Key recommendations such as a ban on drinks industry sponsorship of sporting and cultural events would be extremely challenging for national and local sporting organisations. It will leave them starved of revenue for both major international fixtures and for grassroots teams and clubs, while there would also be a serious decline in major cultural events, festivals, and concerts. The reality is that there are already strict co-regulatory codes applying to how alcohol brands can market, promote and support these events.
ABFI added that the report was legally misguided in its pursuit of minimum pricing, and that the re-introduction of the ban on below cost selling would be a far more effective means of addressing the sale of cheap alcohol. ABFI also said the view of the industry had been effectively supressed by not including a minority report submitted by the Federation, alongside today’s final report.
The Director of ABFI, Kathryn D’Arcy, commented, “Ireland already has one of the highest alcohol excise and taxation regimes in Europe and our industry operates within the most regulated environment for alcohol marketing anywhere in the world.
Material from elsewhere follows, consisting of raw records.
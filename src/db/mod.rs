//! Local state persistence for the companion CLI.
//!
//! The browser client kept its session in localStorage and the in-progress
//! trade in component state; the CLI keeps both in SQLite so a trade can be
//! built up across invocations:
//! - The authenticated session (token + user)
//! - The selected roster context
//! - The in-progress trade sides
//! - Evaluation history, with a pointer to the one still-valid result

use anyhow::{Context, Result};
use rust_decimal::prelude::ToPrimitive;
use rust_decimal::Decimal;
use sqlx::{sqlite::SqlitePoolOptions, SqlitePool};

use crate::models::{Grade, Player, Position, SideKind, TradeResult};

/// Database connection pool with companion state management.
pub struct Database {
    pool: SqlitePool,
}

/// Stored session row.
#[derive(Debug, Clone, sqlx::FromRow)]
pub struct StoredSession {
    pub token: String,
    pub session_id: String,
    pub user_id: i64,
    pub email: String,
    pub first_name: String,
    pub last_name: String,
    pub created_at: String,
}

/// Selected roster context.
#[derive(Debug, Clone, sqlx::FromRow)]
pub struct SelectedRoster {
    pub roster_id: i64,
    pub roster_name: String,
    pub league_format: String,
}

/// One player snapshot inside the in-progress trade.
#[derive(Debug, Clone, sqlx::FromRow)]
pub struct StoredTradePlayer {
    pub player_id: i64,
    pub side: String,
    pub player_name: String,
    pub team_name: String,
    pub position: String,
}

impl StoredTradePlayer {
    pub fn side_kind(&self) -> SideKind {
        if self.side == "receiving" {
            SideKind::Receiving
        } else {
            SideKind::Giving
        }
    }

    pub fn to_player(&self) -> Player {
        Player {
            id: self.player_id,
            name: self.player_name.clone(),
            team: self.team_name.clone(),
            position: Position::parse(&self.position),
            rank: None,
            projected_points: None,
            actual_points: None,
            added_at: None,
        }
    }
}

/// Stored evaluation record.
#[derive(Debug, Clone, sqlx::FromRow)]
pub struct StoredEvaluation {
    pub id: String,
    pub roster_id: i64,
    pub giving_value: f64,
    pub receiving_value: f64,
    pub percent_diff: f64,
    pub grade: String,
    pub analysis: String,
    pub created_at: String,
}

impl StoredEvaluation {
    /// Rebuild the domain result. None if the row predates the current
    /// grade set or holds non-finite numbers.
    pub fn to_result(&self) -> Option<TradeResult> {
        Some(TradeResult {
            grade: Grade::parse(&self.grade)?,
            percent_diff: Decimal::try_from(self.percent_diff).ok()?,
            giving_value: Decimal::try_from(self.giving_value).ok()?,
            receiving_value: Decimal::try_from(self.receiving_value).ok()?,
            analysis: self.analysis.clone(),
        })
    }
}

impl Database {
    /// Create a new database connection.
    pub async fn new(database_url: &str) -> Result<Self> {
        let pool = SqlitePoolOptions::new()
            .max_connections(5)
            .connect(database_url)
            .await
            .context("Failed to connect to database")?;

        let db = Self { pool };
        db.run_migrations().await?;

        Ok(db)
    }

    /// Run all database migrations.
    async fn run_migrations(&self) -> Result<()> {
        // Session (singleton row, the localStorage analog)
        sqlx::query(
            r#"
            CREATE TABLE IF NOT EXISTS session (
                id INTEGER PRIMARY KEY CHECK (id = 1),
                token TEXT NOT NULL,
                session_id TEXT NOT NULL,
                user_id INTEGER NOT NULL,
                email TEXT NOT NULL,
                first_name TEXT NOT NULL DEFAULT '',
                last_name TEXT NOT NULL DEFAULT '',
                created_at TEXT NOT NULL DEFAULT CURRENT_TIMESTAMP
            )
            "#,
        )
        .execute(&self.pool)
        .await?;

        // App state: roster context and the still-valid evaluation pointer
        sqlx::query(
            r#"
            CREATE TABLE IF NOT EXISTS app_state (
                id INTEGER PRIMARY KEY CHECK (id = 1),
                roster_id INTEGER,
                roster_name TEXT,
                league_format TEXT,
                valid_evaluation_id TEXT,
                updated_at TEXT NOT NULL DEFAULT CURRENT_TIMESTAMP
            )
            "#,
        )
        .execute(&self.pool)
        .await?;

        // In-progress trade; primary key on player_id keeps the sides
        // disjoint and makes duplicate adds a no-op
        sqlx::query(
            r#"
            CREATE TABLE IF NOT EXISTS trade_players (
                player_id INTEGER PRIMARY KEY,
                side TEXT NOT NULL CHECK (side IN ('giving', 'receiving')),
                player_name TEXT NOT NULL,
                team_name TEXT NOT NULL DEFAULT '',
                position TEXT NOT NULL,
                added_at TEXT NOT NULL DEFAULT CURRENT_TIMESTAMP
            )
            "#,
        )
        .execute(&self.pool)
        .await?;

        // Evaluation history
        sqlx::query(
            r#"
            CREATE TABLE IF NOT EXISTS evaluations (
                id TEXT PRIMARY KEY,
                roster_id INTEGER NOT NULL,
                giving_value REAL NOT NULL,
                receiving_value REAL NOT NULL,
                percent_diff REAL NOT NULL,
                grade TEXT NOT NULL,
                analysis TEXT NOT NULL,
                created_at TEXT NOT NULL DEFAULT CURRENT_TIMESTAMP
            )
            "#,
        )
        .execute(&self.pool)
        .await?;

        sqlx::query("CREATE INDEX IF NOT EXISTS idx_evaluations_time ON evaluations(created_at)")
            .execute(&self.pool)
            .await?;

        Ok(())
    }

    // ==================== Session ====================

    /// Store the session granted at login/register, replacing any prior one.
    pub async fn save_session(
        &self,
        token: &str,
        session_id: &str,
        user_id: i64,
        email: &str,
        first_name: &str,
        last_name: &str,
    ) -> Result<()> {
        sqlx::query(
            r#"
            INSERT INTO session (id, token, session_id, user_id, email, first_name, last_name, created_at)
            VALUES (1, ?, ?, ?, ?, ?, ?, datetime('now'))
            ON CONFLICT(id) DO UPDATE SET
                token = excluded.token,
                session_id = excluded.session_id,
                user_id = excluded.user_id,
                email = excluded.email,
                first_name = excluded.first_name,
                last_name = excluded.last_name,
                created_at = datetime('now')
            "#,
        )
        .bind(token)
        .bind(session_id)
        .bind(user_id)
        .bind(email)
        .bind(first_name)
        .bind(last_name)
        .execute(&self.pool)
        .await?;

        Ok(())
    }

    /// The stored session, if any.
    pub async fn get_session(&self) -> Result<Option<StoredSession>> {
        sqlx::query_as::<_, StoredSession>(
            "SELECT token, session_id, user_id, email, first_name, last_name, created_at FROM session WHERE id = 1",
        )
        .fetch_optional(&self.pool)
        .await
        .context("Failed to read session")
    }

    /// Drop the stored session.
    pub async fn clear_session(&self) -> Result<()> {
        sqlx::query("DELETE FROM session")
            .execute(&self.pool)
            .await?;
        Ok(())
    }

    // ==================== Roster context ====================

    /// Select a roster as the trade context. Changing context invalidates
    /// any previously computed evaluation.
    pub async fn set_selected_roster(
        &self,
        roster_id: i64,
        roster_name: &str,
        league_format: &str,
    ) -> Result<()> {
        sqlx::query(
            r#"
            INSERT INTO app_state (id, roster_id, roster_name, league_format, valid_evaluation_id, updated_at)
            VALUES (1, ?, ?, ?, NULL, datetime('now'))
            ON CONFLICT(id) DO UPDATE SET
                roster_id = excluded.roster_id,
                roster_name = excluded.roster_name,
                league_format = excluded.league_format,
                valid_evaluation_id = NULL,
                updated_at = datetime('now')
            "#,
        )
        .bind(roster_id)
        .bind(roster_name)
        .bind(league_format)
        .execute(&self.pool)
        .await?;

        Ok(())
    }

    /// Drop the roster context (e.g. after the roster itself was deleted).
    pub async fn clear_selected_roster(&self) -> Result<()> {
        sqlx::query(
            r#"
            UPDATE app_state SET
                roster_id = NULL,
                roster_name = NULL,
                league_format = NULL,
                valid_evaluation_id = NULL,
                updated_at = datetime('now')
            WHERE id = 1
            "#,
        )
        .execute(&self.pool)
        .await?;
        Ok(())
    }

    /// The selected roster context, if one has been chosen.
    pub async fn get_selected_roster(&self) -> Result<Option<SelectedRoster>> {
        sqlx::query_as::<_, SelectedRoster>(
            "SELECT roster_id, roster_name, league_format FROM app_state WHERE id = 1 AND roster_id IS NOT NULL",
        )
        .fetch_optional(&self.pool)
        .await
        .context("Failed to read selected roster")
    }

    // ==================== Trade state ====================

    /// Add a player snapshot to one trade side. Returns false when the
    /// player is already somewhere in the trade (idempotent add).
    pub async fn add_trade_player(&self, side: SideKind, player: &Player) -> Result<bool> {
        let result = sqlx::query(
            r#"
            INSERT INTO trade_players (player_id, side, player_name, team_name, position)
            VALUES (?, ?, ?, ?, ?)
            ON CONFLICT(player_id) DO NOTHING
            "#,
        )
        .bind(player.id)
        .bind(side.as_str())
        .bind(&player.name)
        .bind(&player.team)
        .bind(player.position.as_str())
        .execute(&self.pool)
        .await?;

        let inserted = result.rows_affected() > 0;
        if inserted {
            self.invalidate_evaluation().await?;
        }

        Ok(inserted)
    }

    /// Remove a player from the trade. Returns the removed row, if any.
    pub async fn remove_trade_player(&self, player_id: i64) -> Result<Option<StoredTradePlayer>> {
        let existing = sqlx::query_as::<_, StoredTradePlayer>(
            "SELECT player_id, side, player_name, team_name, position FROM trade_players WHERE player_id = ?",
        )
        .bind(player_id)
        .fetch_optional(&self.pool)
        .await?;

        if existing.is_some() {
            sqlx::query("DELETE FROM trade_players WHERE player_id = ?")
                .bind(player_id)
                .execute(&self.pool)
                .await?;
            self.invalidate_evaluation().await?;
        }

        Ok(existing)
    }

    /// All trade players in insertion order.
    pub async fn get_trade_players(&self) -> Result<Vec<StoredTradePlayer>> {
        sqlx::query_as::<_, StoredTradePlayer>(
            "SELECT player_id, side, player_name, team_name, position FROM trade_players ORDER BY rowid",
        )
        .fetch_all(&self.pool)
        .await
        .context("Failed to fetch trade players")
    }

    /// Empty both trade sides and discard the current result.
    pub async fn clear_trade(&self) -> Result<()> {
        sqlx::query("DELETE FROM trade_players")
            .execute(&self.pool)
            .await?;
        self.invalidate_evaluation().await?;
        Ok(())
    }

    /// Drop the valid-evaluation pointer; history rows stay.
    async fn invalidate_evaluation(&self) -> Result<()> {
        sqlx::query(
            "UPDATE app_state SET valid_evaluation_id = NULL, updated_at = datetime('now') WHERE id = 1",
        )
        .execute(&self.pool)
        .await?;
        Ok(())
    }

    // ==================== Evaluations ====================

    /// Record a fresh evaluation and mark it as the current valid result.
    pub async fn record_evaluation(
        &self,
        id: &str,
        roster_id: i64,
        result: &TradeResult,
    ) -> Result<()> {
        sqlx::query(
            r#"
            INSERT INTO evaluations (id, roster_id, giving_value, receiving_value, percent_diff, grade, analysis)
            VALUES (?, ?, ?, ?, ?, ?, ?)
            "#,
        )
        .bind(id)
        .bind(roster_id)
        .bind(result.giving_value.to_f64().unwrap_or(0.0))
        .bind(result.receiving_value.to_f64().unwrap_or(0.0))
        .bind(result.percent_diff.to_f64().unwrap_or(0.0))
        .bind(result.grade.as_str())
        .bind(&result.analysis)
        .execute(&self.pool)
        .await?;

        sqlx::query(
            "UPDATE app_state SET valid_evaluation_id = ?, updated_at = datetime('now') WHERE id = 1",
        )
        .bind(id)
        .execute(&self.pool)
        .await?;

        Ok(())
    }

    /// The evaluation still matching the current trade, if no mutation has
    /// happened since it was computed.
    pub async fn get_valid_evaluation(&self) -> Result<Option<StoredEvaluation>> {
        sqlx::query_as::<_, StoredEvaluation>(
            r#"
            SELECT e.id, e.roster_id, e.giving_value, e.receiving_value,
                   e.percent_diff, e.grade, e.analysis, e.created_at
            FROM evaluations e
            JOIN app_state s ON s.valid_evaluation_id = e.id
            WHERE s.id = 1
            "#,
        )
        .fetch_optional(&self.pool)
        .await
        .context("Failed to read current evaluation")
    }

    /// Most recent evaluations, newest first.
    pub async fn get_evaluation_history(&self, limit: i64) -> Result<Vec<StoredEvaluation>> {
        sqlx::query_as::<_, StoredEvaluation>(
            "SELECT id, roster_id, giving_value, receiving_value, percent_diff, grade, analysis, created_at
             FROM evaluations ORDER BY created_at DESC, rowid DESC LIMIT ?",
        )
        .bind(limit)
        .fetch_all(&self.pool)
        .await
        .context("Failed to fetch evaluation history")
    }
}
Given that we are drinking far less than we did 10 years ago we do not need further restrictions, bans and legislation in order to address misuse.
“It is the culture of binge and underage drinking that needs to be addressed, not the entirely legitimate activities of a major industry, whose products are among Ireland’s leading brands and which supports jobs, businesses and livelihoods the length and breadth of the country.
“ABFI played a full role in the National Substance Misuse Steering Group and continually called for evidence based measures to support the Group’s recommendations. While there is much to be welcomed in the report, regrettably in some key areas the failure to provide all available evidence to support the calls for restrictions, levies and bans means that we oppose a number of key recommendations.
“The fact that a decision was taken to disregard our objections as expressed in our minority report by not including it in today’s publication undermines the final report as a true reflection of what was expressed at the Group.
“Many of the key measures in this report, if taken on board, will simply penalise the average consumer who enjoys alcohol sensibly and responsibly. We will continue to bring this view to Government to ensure they take this on board when forming national alcohol policy.”